▸ Work request:
Copy out every line holding the string "Creates" from the records below.

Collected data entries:

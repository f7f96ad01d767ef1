//! Storage layer: atomic file replacement and the encrypted save file.

mod atomic_file;
mod save_file;

pub use atomic_file::{AtomicFileError, TomlFile, temp_path_for, write_atomic};
pub use save_file::SaveFileStore;
//! PresetRecord snapshot model.

use chrono::{DateTime, Utc};
use serde::{Deserialize, Serialize};
use strum::{Display, FromRepr};
use uuid::Uuid;

use super::intimacy;
use crate::mode::{IndexedMode, parse_index};

/// Presence mode of a character preset.
#[derive(Debug, Clone, Copy, PartialEq, Eq, Default, Display, FromRepr)]
#[repr(u8)]
pub enum CharacterMode {
    #[default]
    Off = 0,
    Activated = 1,
    Sleep = 2,
}

impl IndexedMode for CharacterMode {
    fn from_discriminant(discriminant: u8) -> Option<Self> {
        Self::from_repr(discriminant)
    }

    fn index(self) -> i32 {
        self as i32
    }
}

/// A character preset as persisted in the snapshot.
///
/// `group_id` is a weak reference: it names a [`crate::group::GroupRecord`]
/// by id and is resolved against the live group list after loading.
#[derive(Debug, Clone, PartialEq, Serialize, Deserialize)]
#[serde(rename_all = "camelCase")]
pub struct PresetRecord {
    pub id: String,
    #[serde(rename = "groupID")]
    pub group_id: Option<String>,
    #[serde(default, deserialize_with = "crate::snapshot::null_as_default")]
    pub name: String,
    #[serde(default, deserialize_with = "crate::snapshot::null_as_default")]
    pub on_message: String,
    #[serde(default, deserialize_with = "crate::snapshot::null_as_default")]
    pub sleep_message: String,
    #[serde(default, deserialize_with = "crate::snapshot::null_as_default")]
    pub off_message: String,
    #[serde(default, deserialize_with = "crate::snapshot::null_as_default")]
    pub gender: String,
    #[serde(default, deserialize_with = "crate::snapshot::null_as_default")]
    pub personality: String,
    #[serde(default, deserialize_with = "crate::snapshot::null_as_default")]
    pub setting: String,
    #[serde(default, deserialize_with = "crate::snapshot::null_as_default")]
    pub iq: String,
    /// UI label `"1"`..`"10"`, derived from `internal_intimacy_score`.
    #[serde(default, deserialize_with = "crate::snapshot::null_as_default")]
    pub intimacy: String,
    pub internal_intimacy_score: f32,
    #[serde(default, deserialize_with = "crate::snapshot::null_as_default")]
    pub dialogue_examples: Vec<String>,
    pub sitting_offset_y: f32,
    /// PNG bytes, base64 encoded. Empty when no picture is set.
    #[serde(default, deserialize_with = "crate::snapshot::null_as_default")]
    pub character_image_base64: String,
    /// Path to the external 3D model file, if one was imported.
    pub vrm_file_path: Option<String>,
    pub creation_time: DateTime<Utc>,
    pub last_interaction_time: DateTime<Utc>,
    /// Raw [`CharacterMode`] index; read it through [`PresetRecord::mode`].
    pub current_mode: i32,
    pub is_auto_move_enabled: bool,
}

impl PresetRecord {
    /// Creates a preset with a fresh `preset_<uuid>` id.
    pub fn new(name: impl Into<String>) -> Self {
        Self::with_id(format!("preset_{}", Uuid::new_v4()), name)
    }

    /// Creates a preset with a caller-chosen id.
    pub fn with_id(id: impl Into<String>, name: impl Into<String>) -> Self {
        let now = Utc::now();
        Self {
            id: id.into(),
            group_id: None,
            name: name.into(),
            on_message: String::new(),
            sleep_message: String::new(),
            off_message: String::new(),
            gender: String::new(),
            personality: String::new(),
            setting: String::new(),
            iq: String::new(),
            intimacy: intimacy::label_for_score(0.0).to_string(),
            internal_intimacy_score: 0.0,
            dialogue_examples: Vec::new(),
            sitting_offset_y: 0.0,
            character_image_base64: String::new(),
            vrm_file_path: None,
            creation_time: now,
            last_interaction_time: now,
            current_mode: CharacterMode::Off.index(),
            is_auto_move_enabled: false,
        }
    }

    /// Current mode; an undefined index reads as [`CharacterMode::Off`].
    pub fn mode(&self) -> CharacterMode {
        parse_index(self.current_mode).unwrap_or(CharacterMode::Off)
    }

    pub fn set_mode(&mut self, mode: CharacterMode) {
        self.current_mode = mode.index();
    }

    /// Clamps the score and re-derives the label from it.
    pub fn normalize_intimacy(&mut self) {
        self.internal_intimacy_score = intimacy::clamp_score(self.internal_intimacy_score);
        self.intimacy = intimacy::label_for_score(self.internal_intimacy_score).to_string();
    }

    /// Adds `delta` to the score, keeping the label in sync.
    pub fn adjust_intimacy(&mut self, delta: f32) {
        self.internal_intimacy_score += delta;
        self.normalize_intimacy();
    }

    /// Records an interaction at `at`.
    pub fn touch(&mut self, at: DateTime<Utc>) {
        self.last_interaction_time = at;
    }
}
//! Time-based autosave trigger driven by the host's periodic tick.

use std::time::Duration;

/// Something that can be saved on demand.
pub trait SaveTarget {
    type Error;

    fn save(&mut self) -> Result<(), Self::Error>;
}

/// Accumulates elapsed tick time and fires once the interval is reached.
///
/// The accumulator resets to zero on every trigger, so a long stall yields
/// one save, not a burst of catch-up saves.
#[derive(Debug, Clone)]
pub struct AutosavePolicy {
    interval: Duration,
    accumulated: Duration,
}

impl AutosavePolicy {
    pub fn new(interval: Duration) -> Self {
        Self {
            interval,
            accumulated: Duration::ZERO,
        }
    }

    pub fn interval(&self) -> Duration {
        self.interval
    }

    pub fn accumulated(&self) -> Duration {
        self.accumulated
    }

    /// Changes the interval without touching accumulated time.
    pub fn set_interval(&mut self, interval: Duration) {
        self.interval = interval;
    }

    /// Restarts the countdown, e.g. after a manual save.
    pub fn reset(&mut self) {
        self.accumulated = Duration::ZERO;
    }

    /// Advances the timer. Returns `true` when a save is due.
    pub fn tick(&mut self, elapsed: Duration) -> bool {
        self.accumulated = self.accumulated.saturating_add(elapsed);
        if self.accumulated >= self.interval {
            self.accumulated = Duration::ZERO;
            return true;
        }
        false
    }

    /// Advances the timer and saves `target` when due.
    ///
    /// Returns `None` when no save was due, otherwise the save outcome. A
    /// failed save still restarts the countdown.
    pub fn tick_and_save<T: SaveTarget>(
        &mut self,
        elapsed: Duration,
        target: &mut T,
    ) -> Option<Result<(), T::Error>> {
        if !self.tick(elapsed) {
            return None;
        }
        tracing::debug!("[AutosavePolicy] Interval reached, saving");
        Some(target.save())
    }
}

▸ Exercise answer:
    /// Creates a preset with a fresh `preset_<uuid>` id.
    /// Creates a preset with a caller-chosen id.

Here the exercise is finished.